## Prompt
Count how many lines in the data below include "Rock". Answer with the number only.

(Supplied information begins)

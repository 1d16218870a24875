//! TheAudioDB, Deezer and lyrics.ovh adapter tests against a mock server.

mod common;

use serde_json::json;
use songtag_providers::{
    AudioDbClient, DeezerClient, LyricsClient, MetadataProvider, AUDIODB, DEEZER,
};
use wiremock::matchers::{method, path, path_regex, query_param};
use wiremock::{Mock, MockServer, ResponseTemplate};

// =============================================================================
// TheAudioDB
// =============================================================================

mod audiodb {
    use super::*;

    fn client(server: &MockServer) -> AudioDbClient {
        common::init_tracing();
        AudioDbClient::new(common::http_client(), server.uri())
    }

    #[tokio::test]
    async fn test_search_maps_tracks() {
        let server = MockServer::start().await;

        Mock::given(method("GET"))
            .and(path("/searchtrack.php"))
            .and(query_param("s", "Queen"))
            .and(query_param("t", "Bohemian Rhapsody"))
            .respond_with(ResponseTemplate::new(200).set_body_json(json!({
                "track": [{
                    "strTrack": "Bohemian Rhapsody",
                    "strArtist": "Queen",
                    "strAlbum": "A Night at the Opera",
                    "strGenre": "Rock",
                    "intTrackNumber": "11",
                    "intYearReleased": "1975",
                    "strTrackThumb": "https://adb/track.jpg",
                    "strAlbumThumb": "https://adb/album.jpg"
                }]
            })))
            .mount(&server)
            .await;

        let records = client(&server).search("Queen", "Bohemian Rhapsody").await;

        assert_eq!(records.len(), 1);
        assert_eq!(records[0].album, "A Night at the Opera");
        assert_eq!(records[0].year, "1975");
        assert_eq!(records[0].track, "11");
        assert_eq!(records[0].genre, "Rock");
        assert_eq!(records[0].source, AUDIODB);
        assert_eq!(records[0].cover_url.as_deref(), Some("https://adb/track.jpg"));
        assert!(records[0].release_id.is_none());
    }

    #[tokio::test]
    async fn test_null_track_list() {
        let server = MockServer::start().await;

        Mock::given(method("GET"))
            .and(path("/searchtrack.php"))
            .respond_with(ResponseTemplate::new(200).set_body_json(json!({"track": null})))
            .mount(&server)
            .await;

        assert!(client(&server).search("Nobody", "Nothing").await.is_empty());
    }

    #[tokio::test]
    async fn test_server_error_yields_empty_list() {
        let server = MockServer::start().await;

        Mock::given(method("GET"))
            .and(path("/searchtrack.php"))
            .respond_with(ResponseTemplate::new(500))
            .mount(&server)
            .await;

        assert!(client(&server).search("Queen", "Bohemian Rhapsody").await.is_empty());
    }
}

// =============================================================================
// Deezer
// =============================================================================

mod deezer {
    use super::*;

    fn client(server: &MockServer) -> DeezerClient {
        common::init_tracing();
        DeezerClient::new(common::http_client(), server.uri(), 5)
    }

    fn track(n: u32) -> serde_json::Value {
        json!({
            "title": format!("Song {n}"),
            "track_position": n,
            "artist": {"name": "Artist"},
            "album": {
                "title": "Album",
                "cover": "https://dz/cover.jpg",
                "cover_medium": "https://dz/cover_medium.jpg",
                "release_date": "2003-02-01"
            }
        })
    }

    #[tokio::test]
    async fn test_search_sends_quoted_query_and_limit() {
        let server = MockServer::start().await;

        Mock::given(method("GET"))
            .and(path("/search"))
            .and(query_param("q", "artist:\"Artist\" track:\"Song\""))
            .and(query_param("limit", "5"))
            .respond_with(ResponseTemplate::new(200).set_body_json(json!({"data": [track(3)]})))
            .mount(&server)
            .await;

        let records = client(&server).search("Artist", "Song").await;

        assert_eq!(records.len(), 1);
        assert_eq!(records[0].title, "Song 3");
        assert_eq!(records[0].track, "3");
        assert_eq!(records[0].year, "2003");
        assert_eq!(records[0].genre, "");
        assert_eq!(records[0].source, DEEZER);
        assert_eq!(
            records[0].cover_url.as_deref(),
            Some("https://dz/cover_medium.jpg")
        );
    }

    #[tokio::test]
    async fn test_results_capped_at_limit() {
        let server = MockServer::start().await;

        let data: Vec<_> = (1..=8).map(track).collect();
        Mock::given(method("GET"))
            .and(path("/search"))
            .respond_with(ResponseTemplate::new(200).set_body_json(json!({"data": data})))
            .mount(&server)
            .await;

        let records = client(&server).search("Artist", "Song").await;

        assert_eq!(records.len(), 5);
        assert_eq!(records[0].title, "Song 1");
        assert_eq!(records[4].title, "Song 5");
    }

    #[tokio::test]
    async fn test_invalid_json_yields_empty_list() {
        let server = MockServer::start().await;

        Mock::given(method("GET"))
            .and(path("/search"))
            .respond_with(ResponseTemplate::new(200).set_body_string("<html>"))
            .mount(&server)
            .await;

        assert!(client(&server).search("Artist", "Song").await.is_empty());
    }
}

// =============================================================================
// lyrics.ovh
// =============================================================================

mod lyrics {
    use super::*;

    fn client(server: &MockServer) -> LyricsClient {
        common::init_tracing();
        LyricsClient::new(common::http_client(), server.uri())
    }

    #[tokio::test]
    async fn test_hit_yields_single_lyrics_only_record() {
        let server = MockServer::start().await;

        Mock::given(method("GET"))
            .and(path_regex(r"^/v1/Daft(%20| )Punk/One(%20| )More(%20| )Time$"))
            .respond_with(
                ResponseTemplate::new(200).set_body_json(json!({"lyrics": "One more time..."})),
            )
            .mount(&server)
            .await;

        let records = client(&server).search("Daft Punk", "One More Time").await;

        assert_eq!(records.len(), 1);
        let record = &records[0];
        assert_eq!(record.artist, "Daft Punk");
        assert_eq!(record.title, "One More Time");
        assert_eq!(record.album, "");
        assert_eq!(record.year, "");
        assert_eq!(record.track, "");
        assert_eq!(record.genre, "");
        assert_eq!(record.source, "lyrics.ovh (lyrics only)");
        assert!(record.is_lyrics_only());
    }

    #[tokio::test]
    async fn test_not_found_yields_empty_list() {
        let server = MockServer::start().await;

        Mock::given(method("GET"))
            .and(path("/v1/Nobody/Nothing"))
            .respond_with(
                ResponseTemplate::new(404).set_body_json(json!({"error": "No lyrics found"})),
            )
            .mount(&server)
            .await;

        assert!(client(&server).search("Nobody", "Nothing").await.is_empty());
    }

    #[tokio::test]
    async fn test_empty_lyrics_is_a_miss() {
        let server = MockServer::start().await;

        Mock::given(method("GET"))
            .and(path("/v1/Artist/Song"))
            .respond_with(ResponseTemplate::new(200).set_body_json(json!({"lyrics": ""})))
            .mount(&server)
            .await;

        assert!(client(&server).search("Artist", "Song").await.is_empty());
    }
}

(Supplied information ends)

## Completed exercise
2